•	Floating emergency house. Isometric of the project 'Hope on Water' by Sevince Bayrak and Oral Göktaş
• Floating emergency house. Isometric of the project 'Hope on Water' by Sevince Bayrak and Oral Göktaş

The  Beauty of a Gesture

They call this Fold and Float; and when you say Fold, there’s no way you can shun us, the Hinges.

We’re the spirit and soul of this space, we like to think. Allowing for its very existence, reliably connecting its parts.

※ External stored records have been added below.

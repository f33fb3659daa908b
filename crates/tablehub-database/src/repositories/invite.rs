//! Invite code repository implementation.

use chrono::{DateTime, Utc};
use sqlx::PgPool;
use uuid::Uuid;

use tablehub_core::error::{AppError, ErrorKind};
use tablehub_core::result::AppResult;
use tablehub_entity::invite::InviteCode;

/// Repository for invite codes.
#[derive(Debug, Clone)]
pub struct InviteRepository {
    pool: PgPool,
}

impl InviteRepository {
    /// Create a new invite repository.
    pub fn new(pool: PgPool) -> Self {
        Self { pool }
    }

    /// Look up an invite by its code string.
    pub async fn find_by_code(&self, code: &str) -> AppResult<Option<InviteCode>> {
        sqlx::query_as::<_, InviteCode>("SELECT * FROM invite_codes WHERE code = $1")
            .bind(code)
            .fetch_optional(&self.pool)
            .await
            .map_err(|e| {
                AppError::with_source(ErrorKind::Database, "Failed to find invite code", e)
            })
    }

    /// Create an invite code valid until `expires_at`.
    pub async fn create(&self, code: &str, expires_at: DateTime<Utc>) -> AppResult<InviteCode> {
        sqlx::query_as::<_, InviteCode>(
            "INSERT INTO invite_codes (code, expires_at) VALUES ($1, $2) RETURNING *",
        )
        .bind(code)
        .bind(expires_at)
        .fetch_one(&self.pool)
        .await
        .map_err(|e| AppError::with_source(ErrorKind::Database, "Failed to create invite code", e))
    }

    /// Consume an invite atomically.
    ///
    /// The conditional update is the single point that enforces single-use:
    /// under concurrent attempts at most one caller sees a row update.
    /// Returns `false` when the code was already consumed, expired, or
    /// missing.
    pub async fn consume(&self, code: &str, consumer_id: Uuid) -> AppResult<bool> {
        let result = sqlx::query(
            "UPDATE invite_codes SET used_by = $2, used_at = NOW() \
             WHERE code = $1 AND used_by IS NULL AND expires_at > NOW()",
        )
        .bind(code)
        .bind(consumer_id)
        .execute(&self.pool)
        .await
        .map_err(|e| AppError::with_source(ErrorKind::Database, "Failed to consume invite", e))?;
        Ok(result.rows_affected() > 0)
    }
}
//! Integration tests for atomic invite consumption.

use chrono::Duration;

use tablehub_database::repositories::invite::InviteRepository;

use crate::helpers::TestApp;

#[tokio::test]
async fn test_concurrent_consume_has_exactly_one_winner() {
    let Some(app) = TestApp::new().await else {
        return;
    };
    app.seed_invite("RACE1", Duration::hours(1)).await;
    let first = app.create_owner("racer-a@example.com").await;
    let second = app.create_owner("racer-b@example.com").await;
    let repo = InviteRepository::new(app.db_pool.clone());

    let (a, b) = tokio::join!(repo.consume("RACE1", first), repo.consume("RACE1", second));
    let a = a.unwrap();
    let b = b.unwrap();

    // The conditional update lets at most one racer through.
    assert!(a ^ b, "expected exactly one winner, got a={a} b={b}");

    let used_by = app.invite_used_by("RACE1").await.expect("Invite unconsumed");
    assert!(used_by == first || used_by == second);
}

#[tokio::test]
async fn test_consume_expired_invite_fails() {
    let Some(app) = TestApp::new().await else {
        return;
    };
    app.seed_invite("EXPIRED1", Duration::hours(-1)).await;
    let owner = app.create_owner("expired@example.com").await;
    let repo = InviteRepository::new(app.db_pool.clone());

    assert!(!repo.consume("EXPIRED1", owner).await.unwrap());
    assert_eq!(app.invite_used_by("EXPIRED1").await, None);
}

#[tokio::test]
async fn test_consume_is_single_use() {
    let Some(app) = TestApp::new().await else {
        return;
    };
    app.seed_invite("ONCE1", Duration::hours(1)).await;
    let first = app.create_owner("once-a@example.com").await;
    let second = app.create_owner("once-b@example.com").await;
    let repo = InviteRepository::new(app.db_pool.clone());

    assert!(repo.consume("ONCE1", first).await.unwrap());
    assert!(!repo.consume("ONCE1", second).await.unwrap());
    assert_eq!(app.invite_used_by("ONCE1").await, Some(first));
}
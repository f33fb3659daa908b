//! Auth handlers — signup, login, employee login, logout, me.

use axum::Json;
use axum::extract::State;
use axum::http::HeaderMap;
use axum::http::header::SET_COOKIE;
use axum::response::{IntoResponse, Response};
use validator::Validate;

use tablehub_core::error::AppError;
use tablehub_service::auth::AuthOutcome;

use crate::cookie;
use crate::dto::request::{EmployeeLoginRequest, LoginRequest, SignupRequest};
use crate::dto::response::{AccountResponse, SuccessResponse};
use crate::error::ApiError;
use crate::extractors::{ApiJson, AuthPrincipal};
use crate::state::AppState;

/// POST /auth/signup
pub async fn signup(
    State(state): State<AppState>,
    ApiJson(req): ApiJson<SignupRequest>,
) -> Result<Response, ApiError> {
    req.validate()
        .map_err(|e| AppError::validation(e.to_string()))?;

    let outcome = state
        .auth_service
        .signup(&req.email, &req.password, &req.invite_code)
        .await?;

    Ok(respond_with_session(&state, outcome))
}

/// POST /auth/login
pub async fn login(
    State(state): State<AppState>,
    ApiJson(req): ApiJson<LoginRequest>,
) -> Result<Response, ApiError> {
    req.validate()
        .map_err(|e| AppError::validation(e.to_string()))?;

    let outcome = state.auth_service.login(&req.email, &req.password).await?;

    Ok(respond_with_session(&state, outcome))
}

/// POST /auth/employee-login
pub async fn employee_login(
    State(state): State<AppState>,
    ApiJson(req): ApiJson<EmployeeLoginRequest>,
) -> Result<Response, ApiError> {
    req.validate()
        .map_err(|e| AppError::validation(e.to_string()))?;

    let outcome = state
        .auth_service
        .employee_login(req.restaurant_id, &req.name, &req.pin)
        .await?;

    Ok(respond_with_session(&state, outcome))
}

/// POST /auth/logout
pub async fn logout(
    State(state): State<AppState>,
    headers: HeaderMap,
) -> Result<Response, ApiError> {
    let cookie_name = &state.config.session.cookie_name;
    let Some(token) = cookie::cookie_value(&headers, cookie_name) else {
        return Err(AppError::validation("session cookie is required").into());
    };

    state.auth_service.logout(&token).await?;

    Ok((
        [(SET_COOKIE, cookie::clear_session_cookie(cookie_name))],
        Json(SuccessResponse::ok()),
    )
        .into_response())
}

/// GET /auth/me
pub async fn me(auth: AuthPrincipal) -> Json<AccountResponse> {
    Json(AccountResponse::from(auth.principal()))
}

/// Build the success response for a fresh login/signup: the public account
/// projection plus the session cookie.
fn respond_with_session(state: &AppState, outcome: AuthOutcome) -> Response {
    let cookie = cookie::session_cookie(
        &state.config.session.cookie_name,
        &outcome.token,
        outcome.session.expires_at,
    );

    (
        [(SET_COOKIE, cookie)],
        Json(AccountResponse::from(&outcome.principal)),
    )
        .into_response()
}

There’s oh so many of us: running along the roof’s ridge, holding the side doors, making all the different pieces of furniture pop up or disappear in a split second. Even if you —like most people— tremble at the mere thought of assembling a new IKEA piece for your home, we’ve got you covered: just open and fold, open and fold, and your closet, kitchen top, or sitting area are ready. Not just the furniture; your whole shelter for the upcoming year —assembled in no time, requiring no skill.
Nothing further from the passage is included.